▸ About this task: Take the data and return it in full. Change nothing.

▸ Task input:
-- Opening Marker --
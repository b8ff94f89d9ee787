//! Cancelable callback registry.
//!
//! The table is guarded by a single mutex. Handlers are taken out of the
//! table under the lock and invoked after it is released, so a handler may
//! call back into the registry.

use super::{CommandFailure, CommandOutcome, ContextHandle, ContextState, StatusFailure};
use crate::dispatch::ResponseFields;
use crate::error::{ClientError, Result};
use crate::status::StatusCode;
use crate::transport::TransportFailure;
use log::{debug, warn};
use parking_lot::Mutex;
use std::collections::HashMap;
use std::collections::hash_map::Entry;
use std::time::Instant;

type OutcomeHandler = Box<dyn FnOnce(CommandOutcome) + Send + 'static>;

struct PendingRequest {
    handler: OutcomeHandler,
    registered_at: Instant,
}

enum Slot {
    Reserved,
    Live(PendingRequest),
}

struct Table {
    /// Next handle to issue. Every raw value below it has been issued.
    next_id: u64,
    slots: HashMap<ContextHandle, Slot>,
}

/// Maps context handles to their pending callbacks.
///
/// Each live context fires exactly one callback, at most once. Retired
/// handles never come back.
pub struct CallbackRegistry {
    table: Mutex<Table>,
}

impl Default for CallbackRegistry {
    fn default() -> Self {
        Self::new()
    }
}

impl CallbackRegistry {
    pub fn new() -> Self {
        Self {
            table: Mutex::new(Table {
                next_id: 1,
                slots: HashMap::new(),
            }),
        }
    }

    /// Issue a fresh handle in the `Reserved` state.
    ///
    /// The slot stays in the table until the handle is registered and
    /// resolved, or canceled. Callers that give up on a handle before
    /// registering must `cancel` it.
    pub fn allocate(&self) -> ContextHandle {
        let mut table = self.table.lock();
        let handle = ContextHandle(table.next_id);
        table.next_id += 1;
        table.slots.insert(handle, Slot::Reserved);
        handle
    }

    /// Register split success/failure callbacks for `context`.
    pub fn register<S, F>(&self, context: ContextHandle, on_success: S, on_failure: F) -> Result<()>
    where
        S: FnOnce(ResponseFields) + Send + 'static,
        F: FnOnce(CommandFailure) + Send + 'static,
    {
        self.register_outcome(context, move |outcome| match outcome {
            CommandOutcome::Success(fields) => on_success(fields),
            CommandOutcome::Status(status) => on_failure(CommandFailure::Status(status)),
            CommandOutcome::Transport(failure) => on_failure(CommandFailure::Transport(failure)),
        })
    }

    /// Register a single handler receiving the full outcome.
    pub fn register_outcome<H>(&self, context: ContextHandle, handler: H) -> Result<()>
    where
        H: FnOnce(CommandOutcome) + Send + 'static,
    {
        let mut table = self.table.lock();
        let issued = context.0 != 0 && context.0 < table.next_id;
        match table.slots.get_mut(&context) {
            Some(slot @ Slot::Reserved) => {
                *slot = Slot::Live(PendingRequest {
                    handler: Box::new(handler),
                    registered_at: Instant::now(),
                });
                debug!("Registered {}", context);
                Ok(())
            }
            Some(Slot::Live(_)) => Err(ClientError::DuplicateContext(context)),
            None if issued => Err(ClientError::RetiredContext(context)),
            None => Err(ClientError::UnknownContext(context)),
        }
    }

    /// Retire `context` and hand its decoded fields to the success callback.
    pub fn resolve_success(&self, context: ContextHandle, fields: ResponseFields) -> Result<()> {
        self.resolve(context, CommandOutcome::Success(fields))
    }

    /// Retire `context` and invoke its failure callback with `status`.
    pub fn resolve_failure(
        &self,
        context: ContextHandle,
        status: StatusCode,
        debug_text: Option<String>,
    ) -> Result<()> {
        self.resolve(
            context,
            CommandOutcome::Status(StatusFailure::new(status, debug_text)),
        )
    }

    /// Retire `context` with a transport-level failure.
    pub fn resolve_transport_failure(
        &self,
        context: ContextHandle,
        failure: TransportFailure,
    ) -> Result<()> {
        self.resolve(context, CommandOutcome::Transport(failure))
    }

    fn resolve(&self, context: ContextHandle, outcome: CommandOutcome) -> Result<()> {
        let pending = self.take_live(context).inspect_err(|_| {
            warn!(
                "Response for {} which is not live (stale duplicate or canceled request)",
                context
            );
        })?;
        debug!(
            "Resolving {} after {:?} (success: {})",
            context,
            pending.registered_at.elapsed(),
            outcome.is_success()
        );
        (pending.handler)(outcome);
        Ok(())
    }

    fn take_live(&self, context: ContextHandle) -> Result<PendingRequest> {
        let mut table = self.table.lock();
        let Entry::Occupied(entry) = table.slots.entry(context) else {
            return Err(ClientError::UnknownContext(context));
        };
        if !matches!(entry.get(), Slot::Live(_)) {
            return Err(ClientError::UnknownContext(context));
        }
        match entry.remove() {
            Slot::Live(pending) => Ok(pending),
            Slot::Reserved => Err(ClientError::UnknownContext(context)),
        }
    }

    /// Retire `context` without invoking anything.
    ///
    /// Returns `true` if this call retired it. Canceling a retired or unknown
    /// handle is a no-op.
    pub fn cancel(&self, context: ContextHandle) -> bool {
        // Dropped outside the lock: a handler's captures may wake other tasks.
        let removed = self.table.lock().slots.remove(&context);
        match removed {
            Some(Slot::Live(_)) => {
                debug!("Canceled {}", context);
                true
            }
            Some(Slot::Reserved) => true,
            None => false,
        }
    }

    /// Retire every live context, delivering `failure` to each. Returns how many fired.
    pub fn fail_all(&self, failure: TransportFailure) -> usize {
        let pending = self.drain();
        let count = pending.len();
        for (context, request) in pending {
            debug!("Failing {}: {}", context, failure);
            (request.handler)(CommandOutcome::Transport(failure.clone()));
        }
        count
    }

    /// Retire every live context silently. Returns how many were live.
    pub fn cancel_all(&self) -> usize {
        self.drain().len()
    }

    fn drain(&self) -> Vec<(ContextHandle, PendingRequest)> {
        let mut table = self.table.lock();
        let mut pending: Vec<_> = table
            .slots
            .drain()
            .filter_map(|(context, slot)| match slot {
                Slot::Live(request) => Some((context, request)),
                Slot::Reserved => None,
            })
            .collect();
        pending.sort_by_key(|(context, _)| *context);
        pending
    }

    pub fn state(&self, context: ContextHandle) -> ContextState {
        let table = self.table.lock();
        match table.slots.get(&context) {
            Some(Slot::Reserved) => ContextState::Reserved,
            Some(Slot::Live(_)) => ContextState::Live,
            None if context.0 != 0 && context.0 < table.next_id => ContextState::Retired,
            None => ContextState::Unregistered,
        }
    }

    pub fn is_live(&self, context: ContextHandle) -> bool {
        self.state(context) == ContextState::Live
    }

    pub fn live_count(&self) -> usize {
        self.table
            .lock()
            .slots
            .values()
            .filter(|slot| matches!(slot, Slot::Live(_)))
            .count()
    }
}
-- Closing Marker --
▸ Response to this exercise:
repository b8ff94f89d9ee787
//! Cancelable callback registry.
//!
//! The table is guarded by a single mutex. Handlers are taken out of the
//! table under the lock and invoked after it is released, so a handler may
//! call back into the registry.

use super::{CommandFailure, CommandOutcome, ContextHandle, ContextState, StatusFailure};
use crate::dispatch::ResponseFields;
use crate::error::{ClientError, Result};
use crate::status::StatusCode;
use crate::transport::TransportFailure;
use log::{debug, warn};
use parking_lot::Mutex;
use std::collections::HashMap;
use std::collections::hash_map::Entry;
use std::time::Instant;

type OutcomeHandler = Box<dyn FnOnce(CommandOutcome) + Send + 'static>;

struct PendingRequest {
    handler: OutcomeHandler,
    registered_at: Instant,
}

enum Slot {
    Reserved,
    Live(PendingRequest),
}

struct Table {
    /// Next handle to issue. Every raw value below it has been issued.
    next_id: u64,
    slots: HashMap<ContextHandle, Slot>,
}

/// Maps context handles to their pending callbacks.
///
/// Each live context fires exactly one callback, at most once. Retired
/// handles never come back.
pub struct CallbackRegistry {
    table: Mutex<Table>,
}

impl Default for CallbackRegistry {
    fn default() -> Self {
        Self::new()
    }
}

impl CallbackRegistry {
    pub fn new() -> Self {
        Self {
            table: Mutex::new(Table {
                next_id: 1,
                slots: HashMap::new(),
            }),
        }
    }

    /// Issue a fresh handle in the `Reserved` state.
    ///
    /// The slot stays in the table until the handle is registered and
    /// resolved, or canceled. Callers that give up on a handle before
    /// registering must `cancel` it.
    pub fn allocate(&self) -> ContextHandle {
        let mut table = self.table.lock();
        let handle = ContextHandle(table.next_id);
        table.next_id += 1;
        table.slots.insert(handle, Slot::Reserved);
        handle
    }

    /// Register split success/failure callbacks for `context`.
    pub fn register<S, F>(&self, context: ContextHandle, on_success: S, on_failure: F) -> Result<()>
    where
        S: FnOnce(ResponseFields) + Send + 'static,
        F: FnOnce(CommandFailure) + Send + 'static,
    {
        self.register_outcome(context, move |outcome| match outcome {
            CommandOutcome::Success(fields) => on_success(fields),
            CommandOutcome::Status(status) => on_failure(CommandFailure::Status(status)),
            CommandOutcome::Transport(failure) => on_failure(CommandFailure::Transport(failure)),
        })
    }

    /// Register a single handler receiving the full outcome.
    pub fn register_outcome<H>(&self, context: ContextHandle, handler: H) -> Result<()>
    where
        H: FnOnce(CommandOutcome) + Send + 'static,
    {
        let mut table = self.table.lock();
        let issued = context.0 != 0 && context.0 < table.next_id;
        match table.slots.get_mut(&context) {
            Some(slot @ Slot::Reserved) => {
                *slot = Slot::Live(PendingRequest {
                    handler: Box::new(handler),
                    registered_at: Instant::now(),
                });
                debug!("Registered {}", context);
                Ok(())
            }
            Some(Slot::Live(_)) => Err(ClientError::DuplicateContext(context)),
            None if issued => Err(ClientError::RetiredContext(context)),
            None => Err(ClientError::UnknownContext(context)),
        }
    }

    /// Retire `context` and hand its decoded fields to the success callback.
    pub fn resolve_success(&self, context: ContextHandle, fields: ResponseFields) -> Result<()> {
        self.resolve(context, CommandOutcome::Success(fields))
    }

    /// Retire `context` and invoke its failure callback with `status`.
    pub fn resolve_failure(
        &self,
        context: ContextHandle,
        status: StatusCode,
        debug_text: Option<String>,
    ) -> Result<()> {
        self.resolve(
            context,
            CommandOutcome::Status(StatusFailure::new(status, debug_text)),
        )
    }

    /// Retire `context` with a transport-level failure.
    pub fn resolve_transport_failure(
        &self,
        context: ContextHandle,
        failure: TransportFailure,
    ) -> Result<()> {
        self.resolve(context, CommandOutcome::Transport(failure))
    }

    fn resolve(&self, context: ContextHandle, outcome: CommandOutcome) -> Result<()> {
        let pending = self.take_live(context).inspect_err(|_| {
            warn!(
                "Response for {} which is not live (stale duplicate or canceled request)",
                context
            );
        })?;
        debug!(
            "Resolving {} after {:?} (success: {})",
            context,
            pending.registered_at.elapsed(),
            outcome.is_success()
        );
        (pending.handler)(outcome);
        Ok(())
    }

    fn take_live(&self, context: ContextHandle) -> Result<PendingRequest> {
        let mut table = self.table.lock();
        let Entry::Occupied(entry) = table.slots.entry(context) else {
            return Err(ClientError::UnknownContext(context));
        };
        if !matches!(entry.get(), Slot::Live(_)) {
            return Err(ClientError::UnknownContext(context));
        }
        match entry.remove() {
            Slot::Live(pending) => Ok(pending),
            Slot::Reserved => Err(ClientError::UnknownContext(context)),
        }
    }

    /// Retire `context` without invoking anything.
    ///
    /// Returns `true` if this call retired it. Canceling a retired or unknown
    /// handle is a no-op.
    pub fn cancel(&self, context: ContextHandle) -> bool {
        // Dropped outside the lock: a handler's captures may wake other tasks.
        let removed = self.table.lock().slots.remove(&context);
        match removed {
            Some(Slot::Live(_)) => {
                debug!("Canceled {}", context);
                true
            }
            Some(Slot::Reserved) => true,
            None => false,
        }
    }

    /// Retire every live context, delivering `failure` to each. Returns how many fired.
    pub fn fail_all(&self, failure: TransportFailure) -> usize {
        let pending = self.drain();
        let count = pending.len();
        for (context, request) in pending {
            debug!("Failing {}: {}", context, failure);
            (request.handler)(CommandOutcome::Transport(failure.clone()));
        }
        count
    }

    /// Retire every live context silently. Returns how many were live.
    pub fn cancel_all(&self) -> usize {
        self.drain().len()
    }

    fn drain(&self) -> Vec<(ContextHandle, PendingRequest)> {
        let mut table = self.table.lock();
        let mut pending: Vec<_> = table
            .slots
            .drain()
            .filter_map(|(context, slot)| match slot {
                Slot::Live(request) => Some((context, request)),
                Slot::Reserved => None,
            })
            .collect();
        pending.sort_by_key(|(context, _)| *context);
        pending
    }

    pub fn state(&self, context: ContextHandle) -> ContextState {
        let table = self.table.lock();
        match table.slots.get(&context) {
            Some(Slot::Reserved) => ContextState::Reserved,
            Some(Slot::Live(_)) => ContextState::Live,
            None if context.0 != 0 && context.0 < table.next_id => ContextState::Retired,
            None => ContextState::Unregistered,
        }
    }

    pub fn is_live(&self, context: ContextHandle) -> bool {
        self.state(context) == ContextState::Live
    }

    pub fn live_count(&self) -> usize {
        self.table
            .lock()
            .slots
            .values()
            .filter(|slot| matches!(slot, Slot::Live(_)))
            .count()
    }
}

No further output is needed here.